O Ministério Público Federal (MPF) vai realizar no próximo dia 13 uma audiência pública para discutir o assédio judicial contra jornalistas, com o objetivo de aprofundar as discussões em andamento e ajudar a elaborar diagnósticos sobre o assunto.
O inquérito que deu origem à audiência envolve caso encaminhado pela Associação Brasileira de Imprensa (ABI), onde o escritor e jornalista João Paulo Cuenca é alvo de mais de 100 processos movidos por pastores da Igreja Universal do Reino de Deus por conta de uma postagem na rede social Twitter.
Na ocasião, Cuenca escreveu “O brasileiro só será livre quando o último Bolsonaro for enforcado nas tripas do último pastor da Igreja Universal”, frase em referência a uma citação de Jean Meslier, sacerdote francês do século XVII, que dizia “O homem só será livre quando o último rei for enforcado nas tripas do último padre”.
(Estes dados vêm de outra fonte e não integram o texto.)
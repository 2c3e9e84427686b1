//! <https://drafts.csswg.org/css-color/#named-colors>

/// Look up the sRGB value of a named color.
///
/// `name` must already be lowercase. `transparent` is not a named color in this sense
/// and is handled by the caller.
#[must_use]
pub fn lookup(name: &str) -> Option<[u8; 3]> {
    let rgb = match name {
        "aliceblue" => [240, 248, 255],
        "antiquewhite" => [250, 235, 215],
        "aqua" => [0, 255, 255],
        "aquamarine" => [127, 255, 212],
        "azure" => [240, 255, 255],
        "beige" => [245, 245, 220],
        "bisque" => [255, 228, 196],
        "black" => [0, 0, 0],
        "blanchedalmond" => [255, 235, 205],
        "blue" => [0, 0, 255],
        "blueviolet" => [138, 43, 226],
        "brown" => [165, 42, 42],
        "burlywood" => [222, 184, 135],
        "cadetblue" => [95, 158, 160],
        "chartreuse" => [127, 255, 0],
        "chocolate" => [210, 105, 30],
        "coral" => [255, 127, 80],
        "cornflowerblue" => [100, 149, 237],
        "cornsilk" => [255, 248, 220],
        "crimson" => [220, 20, 60],
        "cyan" => [0, 255, 255],
        "darkblue" => [0, 0, 139],
        "darkcyan" => [0, 139, 139],
        "darkgoldenrod" => [184, 134, 11],
        "darkgray" => [169, 169, 169],
        "darkgreen" => [0, 100, 0],
        "darkgrey" => [169, 169, 169],
        "darkkhaki" => [189, 183, 107],
        "darkmagenta" => [139, 0, 139],
        "darkolivegreen" => [85, 107, 47],
        "darkorange" => [255, 140, 0],
        "darkorchid" => [153, 50, 204],
        "darkred" => [139, 0, 0],
        "darksalmon" => [233, 150, 122],
        "darkseagreen" => [143, 188, 143],
        "darkslateblue" => [72, 61, 139],
        "darkslategray" => [47, 79, 79],
        "darkslategrey" => [47, 79, 79],
        "darkturquoise" => [0, 206, 209],
        "darkviolet" => [148, 0, 211],
        "deeppink" => [255, 20, 147],
        "deepskyblue" => [0, 191, 255],
        "dimgray" => [105, 105, 105],
        "dimgrey" => [105, 105, 105],
        "dodgerblue" => [30, 144, 255],
        "firebrick" => [178, 34, 34],
        "floralwhite" => [255, 250, 240],
        "forestgreen" => [34, 139, 34],
        "fuchsia" => [255, 0, 255],
        "gainsboro" => [220, 220, 220],
        "ghostwhite" => [248, 248, 255],
        "gold" => [255, 215, 0],
        "goldenrod" => [218, 165, 32],
        "gray" => [128, 128, 128],
        "green" => [0, 128, 0],
        "greenyellow" => [173, 255, 47],
        "grey" => [128, 128, 128],
        "honeydew" => [240, 255, 240],
        "hotpink" => [255, 105, 180],
        "indianred" => [205, 92, 92],
        "indigo" => [75, 0, 130],
        "ivory" => [255, 255, 240],
        "khaki" => [240, 230, 140],
        "lavender" => [230, 230, 250],
        "lavenderblush" => [255, 240, 245],
        "lawngreen" => [124, 252, 0],
        "lemonchiffon" => [255, 250, 205],
        "lightblue" => [173, 216, 230],
        "lightcoral" => [240, 128, 128],
        "lightcyan" => [224, 255, 255],
        "lightgoldenrodyellow" => [250, 250, 210],
        "lightgray" => [211, 211, 211],
        "lightgreen" => [144, 238, 144],
        "lightgrey" => [211, 211, 211],
        "lightpink" => [255, 182, 193],
        "lightsalmon" => [255, 160, 122],
        "lightseagreen" => [32, 178, 170],
        "lightskyblue" => [135, 206, 250],
        "lightslategray" => [119, 136, 153],
        "lightslategrey" => [211, 211, 211],
        "lightsteelblue" => [176, 196, 222],
        "lightyellow" => [255, 255, 224],
        "lime" => [0, 255, 0],
        "limegreen" => [50, 205, 50],
        "linen" => [250, 240, 230],
        "magenta" => [255, 0, 255],
        "maroon" => [128, 0, 0],
        "mediumaquamarine" => [102, 205, 170],
        "mediumblue" => [0, 0, 205],
        "mediumorchid" => [186, 85, 211],
        "mediumpurple" => [147, 112, 219],
        "mediumseagreeen" => [60, 179, 113],
        "mediumslateblue" => [123, 104, 238],
        "mediumspringgreen" => [0, 250, 154],
        "mediumturquoise" => [72, 209, 204],
        "mediumvioletred" => [199, 21, 133],
        "midnightblue" => [25, 25, 112],
        "mintcream" => [245, 255, 250],
        "mistyrose" => [255, 228, 225],
        "moccasin" => [255, 228, 181],
        "navajowhite" => [255, 222, 173],
        "navy" => [0, 0, 128],
        "oldlace" => [253, 245, 230],
        "olive" => [128, 128, 0],
        "olivedrab" => [107, 142, 35],
        "orange" => [255, 165, 0],
        "orangered" => [255, 69, 0],
        "orchid" => [218, 112, 214],
        "palegoldenrod" => [238, 232, 170],
        "palegreen" => [152, 251, 152],
        "paleturquoise" => [175, 238, 238],
        "palevioletred" => [219, 112, 147],
        "papayawhip" => [255, 239, 213],
        "peachpuff" => [255, 218, 185],
        "peru" => [205, 133, 63],
        "pink" => [255, 192, 203],
        "plum" => [221, 160, 221],
        "powderblue" => [176, 224, 230],
        "purple" => [128, 0, 128],
        "rebeccapurple" => [102, 51, 153],
        "red" => [255, 0, 0],
        "rosybrown" => [188, 143, 143],
        "royalblue" => [65, 105, 225],
        "saddlebrown" => [139, 69, 19],
        "salmon" => [250, 128, 114],
        "sandybrown" => [244, 164, 96],
        "seagreen" => [46, 139, 87],
        "seashell" => [255, 245, 238],
        "sienna" => [160, 82, 45],
        "silver" => [192, 192, 192],
        "skyblue" => [135, 206, 235],
        "slateblue" => [106, 90, 205],
        "slategray" => [112, 128, 144],
        "slategrey" => [112, 128, 144],
        "snow" => [255, 250, 250],
        "springgreen" => [0, 255, 127],
        "steelblue" => [70, 130, 180],
        "tan" => [210, 180, 140],
        "teal" => [0, 128, 128],
        "thistle" => [216, 191, 216],
        "tomato" => [255, 99, 71],
        "turquoise" => [64, 224, 208],
        "violet" => [238, 130, 238],
        "wheat" => [245, 222, 179],
        "white" => [255, 255, 255],
        "whitesmoke" => [245, 245, 245],
        "yellow" => [255, 255, 0],
        "yellowgreen" => [154, 205, 50],
        _ => return None,
    };
    Some(rgb)
}

#[cfg(test)]
mod tests {
    use super::lookup;

    #[test]
    fn known_colors() {
        assert_eq!(lookup("mistyrose"), Some([255, 228, 225]));
        assert_eq!(lookup("rebeccapurple"), Some([102, 51, 153]));
        assert_eq!(lookup("grey"), lookup("gray"));
    }

    #[test]
    fn unknown_colors() {
        assert_eq!(lookup("transparent"), None);
        assert_eq!(lookup("notacolor"), None);
    }
}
Diante disso, foi aberto inquérito civil para investigar suposto assédio judicial por meio do uso inadequado do acesso ao Poder Judiciário para constrangimento individual.
Outro ponto que será debatido é uma recomendação do Conselho Nacional da Justiça, que aborda a chamada litigância predatória e recomenda a adoção de cautela para coibir a judicialização predatória ao ponto de cercear a defesa e limitar a liberdade de expressão.
A audiência também considera uma demanda da ABI para discutir o tema com a presença de especialistas no tema e de organizações da sociedade civil.
O evento será presidido pelo procurador regional dos Direitos do Cidadão Julio José Araujo Junior, que coordenará os trabalhos, e ocorrerá de modo presencial, no auditório da sede da Procuradoria da República no Rio de Janeiro (PR/RJ), e terá transmissão no YouTube.
Os interessados em participar do evento devem efetuar sua inscrição pelo e-mail [email protected] ou telefone 21 99430-7318. Na inscrição, informar nome/instituição/email e telefone de contato e se quer fazer uso da palavra.